Just noticed you are in new west.. Home depot or ronas should both carry plexi.. Many other glass shops will have it too.


----------



## datfish (Sep 7, 2012)

Swope2bc said:


> Depends on where you live, but any plexiglass will be aquarium safe... You can also use egg crate for a false bottom or styrofoam as a background.. There are tons of options. I recently did a pal for my kids to raise tadpoles in and didn't use any plexi in the design.. What exactly is the plexi for in yours.
> 
> Just noticed you are in new west.. Home depot or ronas should both carry plexi.. Many other glass shops will have it too.


I'm making a stream along the back to grow lucky bamboo in. Also since I'm upstairs I have to make sure I don't entirely fill the tank due to weight issues and I'm using the plexiglass to make easily measurable dry areas.

Thanks for the advice.


----------



## Swope2bc (Feb 8, 2013)

That sounds pretty cool! Be careful though, plexi and glass will not bond permanently with silicone. (lots of info on the web about it) So if you are trying to keep an area completely dry with the plexi it may not work as you had hoped. Bonding plexi to plexi is the best bet. You can heat it and mold it too! Which could make a very neat winding stream feature... Hmmm... Well anyway get some pics as you go, I would love to see it.


----------



## datfish (Sep 7, 2012)

Swope2bc said:


> That sounds pretty cool! Be careful though, plexi and glass will not bond permanently with silicone. (lots of info on the web about it) So if you are trying to keep an area completely dry with the plexi it may not work as you had hoped. Bonding plexi to plexi is the best bet. You can heat it and mold it too! Which could make a very neat winding stream feature... Hmmm... Well anyway get some pics as you go, I would love to see it.


I plan on spraying the spray foam some people use over the plexiglass after to help seal it. And yeah I already have a Tank Journal posted here though nothing too good is there now. It sounds better than it will be since this is my first time trying anything like this, but hopefully it still looks decent.


----------



## datfish (Sep 7, 2012)

Swope2bc said:


> That sounds pretty cool! Be careful though, plexi and glass will not bond permanently with silicone. (lots of info on the web about it) So if you are trying to keep an area completely dry with the plexi it may not work as you had hoped. Bonding plexi to plexi is the best bet. You can heat it and mold it too! Which could make a very neat winding stream feature... Hmmm... Well anyway get some pics as you go, I would love to see it.

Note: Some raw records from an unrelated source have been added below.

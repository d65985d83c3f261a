//! Map settings: calibration, zoom limits and layer switching.
//!
//! Native builds read an optional JSON file named by `COMMUNITY_MAP_SETTINGS`;
//! web builds read them from localStorage.

use crate::geo::{MapCalibration, DEFAULT_GRID_DEG};
use anyhow::{ensure, Context};
use serde::{Deserialize, Serialize};

/// Tunable map behaviour.
#[derive(Debug, Clone, PartialEq, Serialize, Deserialize)]
#[serde(default)]
pub struct MapSettings {
    /// Bounds and size of the map illustration
    pub calibration: MapCalibration,
    /// Smallest allowed zoom (view box twice the map width at 0.5)
    pub min_zoom: f64,
    /// Largest allowed zoom
    pub max_zoom: f64,
    /// Individual dots replace clusters above this zoom
    pub cluster_zoom_threshold: f64,
    /// Clusters return at or below this zoom. Equal to the threshold by
    /// default, which gives a hard switch without hysteresis.
    pub cluster_exit_threshold: f64,
    /// Cluster grid size in degrees
    pub cluster_grid_deg: f64,
    /// View box scale per wheel tick towards the user (zoom out)
    pub wheel_zoom_out_factor: f64,
    /// View box scale per wheel tick away from the user (zoom in)
    pub wheel_zoom_in_factor: f64,
    /// Cross-fade between dot layers, in milliseconds
    pub fade_duration_ms: u64,
}

impl Default for MapSettings {
    fn default() -> Self {
        Self {
            calibration: MapCalibration::default(),
            min_zoom: 0.5,
            max_zoom: 10.0,
            cluster_zoom_threshold: 2.5,
            cluster_exit_threshold: 2.5,
            cluster_grid_deg: DEFAULT_GRID_DEG,
            wheel_zoom_out_factor: 1.12,
            wheel_zoom_in_factor: 0.88,
            fade_duration_ms: 200,
        }
    }
}

impl MapSettings {
    /// localStorage key holding settings JSON.
    #[cfg(target_arch = "wasm32")]
    const STORAGE_KEY: &'static str = "community_map_settings";

    /// Environment variable naming a settings file.
    #[cfg(not(target_arch = "wasm32"))]
    pub const PATH_ENV: &'static str = "COMMUNITY_MAP_SETTINGS";

    /// Parses and validates settings from JSON. Missing fields take their
    /// default values.
    pub fn from_json(json: &str) -> anyhow::Result<Self> {
        let settings: Self = serde_json::from_str(json).context("failed to parse map settings")?;
        settings.validate()?;
        Ok(settings)
    }

    /// Checks that the settings describe a usable map.
    pub fn validate(&self) -> anyhow::Result<()> {
        let cal = &self.calibration;
        ensure!(
            cal.width > 0.0 && cal.height > 0.0,
            "map size must be positive, got {}x{}",
            cal.width,
            cal.height
        );
        ensure!(
            cal.max_lng > cal.min_lng,
            "longitude range is empty ({}..{})",
            cal.min_lng,
            cal.max_lng
        );
        ensure!(
            cal.max_lat > cal.min_lat && cal.max_lat < 90.0 && cal.min_lat > -90.0,
            "latitude range must lie strictly inside (-90, 90), got {}..{}",
            cal.min_lat,
            cal.max_lat
        );
        ensure!(
            self.min_zoom > 0.0 && self.min_zoom < self.max_zoom,
            "zoom bounds must satisfy 0 < min < max, got {}..{}",
            self.min_zoom,
            self.max_zoom
        );
        ensure!(
            self.min_zoom <= 1.0 && 1.0 <= self.max_zoom,
            "zoom bounds {}..{} must include the full map view at 1",
            self.min_zoom,
            self.max_zoom
        );
        ensure!(
            self.cluster_exit_threshold > self.min_zoom,
            "cluster exit threshold {} must lie above the minimum zoom {}",
            self.cluster_exit_threshold,
            self.min_zoom
        );
        ensure!(
            self.cluster_exit_threshold <= self.cluster_zoom_threshold,
            "cluster exit threshold {} is above the switch threshold {}",
            self.cluster_exit_threshold,
            self.cluster_zoom_threshold
        );
        ensure!(
            self.cluster_zoom_threshold > self.min_zoom
                && self.cluster_zoom_threshold < self.max_zoom,
            "cluster threshold {} lies outside the zoom bounds {}..{}",
            self.cluster_zoom_threshold,
            self.min_zoom,
            self.max_zoom
        );
        ensure!(
            self.cluster_grid_deg > 0.0,
            "cluster grid must be positive, got {}",
            self.cluster_grid_deg
        );
        ensure!(
            self.wheel_zoom_out_factor > 1.0
                && self.wheel_zoom_in_factor > 0.0
                && self.wheel_zoom_in_factor < 1.0,
            "wheel factors must zoom in the right direction, got in={} out={}",
            self.wheel_zoom_in_factor,
            self.wheel_zoom_out_factor
        );
        Ok(())
    }

    /// Load settings from the file named by [`Self::PATH_ENV`], if any.
    #[cfg(not(target_arch = "wasm32"))]
    pub fn load() -> Self {
        let Ok(path) = std::env::var(Self::PATH_ENV) else {
            return Self::default();
        };

        let result = std::fs::read_to_string(&path)
            .with_context(|| format!("failed to read {}", path))
            .and_then(|json| Self::from_json(&json));

        match result {
            Ok(settings) => {
                log::info!("Loaded map settings from {}", path);
                settings
            }
            Err(e) => {
                log::warn!("{:#}; using default map settings", e);
                Self::default()
            }
        }
    }

    /// Load settings from localStorage.
    #[cfg(target_arch = "wasm32")]
    pub fn load() -> Self {
        let window = match web_sys::window() {
            Some(w) => w,
            None => return Self::default(),
        };

        let storage = match window.local_storage() {
            Ok(Some(s)) => s,
            _ => return Self::default(),
        };

        let json = match storage.get_item(Self::STORAGE_KEY) {
            Ok(Some(s)) => s,
            _ => return Self::default(),
        };

        match Self::from_json(&json) {
            Ok(settings) => {
                log::info!("Loaded map settings from localStorage");
                settings
            }
            Err(e) => {
                log::warn!("{:#}; using default map settings", e);
                Self::default()
            }
        }
    }
}

#[cfg(test)]
mod tests {
    use super::*;

    #[test]
    fn test_defaults_are_valid() {
        let settings = MapSettings::default();
        assert!(settings.validate().is_ok());
        assert_eq!(settings.cluster_zoom_threshold, 2.5);
        assert_eq!(settings.cluster_exit_threshold, settings.cluster_zoom_threshold);
    }

    #[test]
    fn test_partial_json_uses_defaults() {
        let json = r#"{ "max_zoom": 6.0, "cluster_exit_threshold": 2.2 }"#;
        let settings = MapSettings::from_json(json).unwrap();
        assert_eq!(settings.max_zoom, 6.0);
        assert_eq!(settings.cluster_exit_threshold, 2.2);
        assert_eq!(settings.min_zoom, 0.5);
        assert_eq!(settings.calibration, MapCalibration::default());
    }

    #[test]
    fn test_invalid_settings_rejected() {
        assert!(MapSettings::from_json(r#"{ "min_zoom": 4.0, "max_zoom": 2.0 }"#).is_err());
        assert!(MapSettings::from_json(r#"{ "cluster_exit_threshold": 3.0 }"#).is_err());
        assert!(MapSettings::from_json(r#"{ "wheel_zoom_in_factor": 1.2 }"#).is_err());
        assert!(MapSettings::from_json(
            r#"{ "cluster_zoom_threshold": 12.0, "cluster_exit_threshold": 12.0 }"#
        )
        .is_err());
        assert!(MapSettings::from_json("[1, 2]").is_err());
    }

    #[test]
    fn test_zoom_bounds_must_include_full_view() {
        // The initial view is zoom 1, so a minimum above it is unusable
        assert!(MapSettings::from_json(r#"{ "min_zoom": 2.0 }"#).is_err());
        assert!(MapSettings::from_json(
            r#"{ "max_zoom": 0.8, "cluster_zoom_threshold": 0.7, "cluster_exit_threshold": 0.7 }"#
        )
        .is_err());
        assert!(MapSettings::from_json(r#"{ "min_zoom": 1.0 }"#).is_ok());
    }

    #[test]
    fn test_exit_threshold_must_be_reachable() {
        // Below the minimum zoom, clusters could never come back
        assert!(MapSettings::from_json(r#"{ "cluster_exit_threshold": 0.3 }"#).is_err());
        assert!(MapSettings::from_json(r#"{ "cluster_exit_threshold": 0.5 }"#).is_err());
        assert!(MapSettings::from_json(r#"{ "cluster_exit_threshold": 0.6 }"#).is_ok());
    }

    #[test]
    fn test_serialize_round_trip_preserves_values() {
        let mut settings = MapSettings::default();
        settings.fade_duration_ms = 0;
        let json = serde_json::to_string(&settings).unwrap();
        assert_eq!(MapSettings::from_json(&json).unwrap(), settings);
    }
}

I plan on spraying the spray foam some people use over the plexiglass after to help seal it. And yeah I already have a Tank Journal posted here though nothing too good is there now. It sounds better than it will be since this is my first time trying anything like this, but hopefully it still looks decent.


----------



## Vman (Jan 20, 2011)

Industrial plastics in Port Coquitlam has tons of plexi.Home depot is very expensive for that.


----------



## blurry (May 10, 2010)

try craiglist?


----------